(Saved data entries):
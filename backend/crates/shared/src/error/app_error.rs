//! Application Error - Unified error type for the application
//!
//! Defines [`AppError`] struct and [`AppResult<T>`] type alias.

use std::borrow::Cow;
use std::error::Error;
use std::fmt;

use super::kind::ErrorKind;

/// Unified application error
///
/// Every HTTP surface in the workspace converts its local error enum into
/// this type before it is rendered as an RFC 7807 problem body.
///
/// ## Fields
/// * `kind` - classification, mapped to the HTTP status
/// * `message` - user-facing message
/// * `action` - what the user should do next (optional)
/// * `details` - structured extension members, e.g. per-field messages
/// * `source` - underlying error, for logs only
///
/// ## Examples
/// ```rust
/// use kernel::error::{app_error::AppError, kind::ErrorKind};
///
/// let err = AppError::new(ErrorKind::Conflict, "This email is already in use.")
///     .with_action("Please sign in instead");
/// assert_eq!(err.status_code(), 409);
/// ```
pub struct AppError {
    kind: ErrorKind,
    message: Cow<'static, str>,
    action: Option<Cow<'static, str>>,
    details: Option<serde_json::Value>,
    source: Option<Box<dyn Error + Send + Sync + 'static>>,
}

/// `Result<T, AppError>`
pub type AppResult<T> = Result<T, AppError>;

impl AppError {
    #[inline]
    pub fn new(kind: ErrorKind, message: impl Into<Cow<'static, str>>) -> Self {
        Self {
            kind,
            message: message.into(),
            action: None,
            details: None,
            source: None,
        }
    }

    // ========================================================================
    // Convenience constructors
    // ========================================================================

    #[inline]
    pub fn bad_request(message: impl Into<Cow<'static, str>>) -> Self {
        Self::new(ErrorKind::BadRequest, message)
    }

    #[inline]
    pub fn unauthorized(message: impl Into<Cow<'static, str>>) -> Self {
        Self::new(ErrorKind::Unauthorized, message)
    }

    #[inline]
    pub fn not_found(message: impl Into<Cow<'static, str>>) -> Self {
        Self::new(ErrorKind::NotFound, message)
    }

    #[inline]
    pub fn conflict(message: impl Into<Cow<'static, str>>) -> Self {
        Self::new(ErrorKind::Conflict, message)
    }

    #[inline]
    pub fn unprocessable(message: impl Into<Cow<'static, str>>) -> Self {
        Self::new(ErrorKind::UnprocessableEntity, message)
    }

    #[inline]
    pub fn internal(message: impl Into<Cow<'static, str>>) -> Self {
        Self::new(ErrorKind::InternalServerError, message)
    }

    #[inline]
    pub fn bad_gateway(message: impl Into<Cow<'static, str>>) -> Self {
        Self::new(ErrorKind::BadGateway, message)
    }

    #[inline]
    pub fn service_unavailable(message: impl Into<Cow<'static, str>>) -> Self {
        Self::new(ErrorKind::ServiceUnavailable, message)
    }

    // ========================================================================
    // Builder methods
    // ========================================================================

    #[inline]
    pub fn with_action(mut self, action: impl Into<Cow<'static, str>>) -> Self {
        self.action = Some(action.into());
        self
    }

    /// Attach structured details, rendered as the `errors` member
    #[inline]
    pub fn with_details(mut self, details: serde_json::Value) -> Self {
        self.details = Some(details);
        self
    }

    #[inline]
    pub fn with_source<E>(mut self, source: E) -> Self
    where
        E: Error + Send + Sync + 'static,
    {
        self.source = Some(Box::new(source));
        self
    }

    // ========================================================================
    // Accessors
    // ========================================================================

    #[inline]
    pub fn kind(&self) -> ErrorKind {
        self.kind
    }

    #[inline]
    pub fn status_code(&self) -> u16 {
        self.kind.status_code()
    }

    #[inline]
    pub fn message(&self) -> &str {
        &self.message
    }

    #[inline]
    pub fn action(&self) -> Option<&str> {
        self.action.as_deref()
    }

    #[inline]
    pub fn details(&self) -> Option<&serde_json::Value> {
        self.details.as_ref()
    }

    #[inline]
    pub fn is_server_error(&self) -> bool {
        self.kind.is_server_error()
    }

    /// RFC 7807 problem document for this error
    pub fn problem_body(&self) -> serde_json::Value {
        let mut body = serde_json::json!({
            "type": format!("https://httpstatuses.io/{}", self.status_code()),
            "title": self.kind.as_str(),
            "status": self.status_code(),
            "detail": self.message(),
            "action": self.action(),
        });
        if let (Some(details), Some(map)) = (&self.details, body.as_object_mut()) {
            map.insert("errors".to_string(), details.clone());
        }
        body
    }
}

impl fmt::Debug for AppError {
    fn fmt(&self, f: &mut fmt::Formatter<'_>) -> fmt::Result {
        let mut builder = f.debug_struct("AppError");
        builder.field("kind", &self.kind);
        builder.field("message", &self.message);
        if let Some(action) = &self.action {
            builder.field("action", action);
        }
        if let Some(details) = &self.details {
            builder.field("details", details);
        }
        if let Some(source) = &self.source {
            builder.field("source", source);
        }
        builder.finish()
    }
}

impl fmt::Display for AppError {
    fn fmt(&self, f: &mut fmt::Formatter<'_>) -> fmt::Result {
        write!(f, "[{}] {}", self.kind, self.message)?;
        if let Some(action) = &self.action {
            write!(f, " (Action: {})", action)?;
        }
        Ok(())
    }
}

impl Error for AppError {
    fn source(&self) -> Option<&(dyn Error + 'static)> {
        self.source
            .as_ref()
            .map(|e| e.as_ref() as &(dyn Error + 'static))
    }
}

(What you are asked to do):
Show all lines from the records above where the word "Sync" occurs.

(The completed task):
    source: Option<Box<dyn Error + Send + Sync + 'static>>,
        E: Error + Send + Sync + 'static,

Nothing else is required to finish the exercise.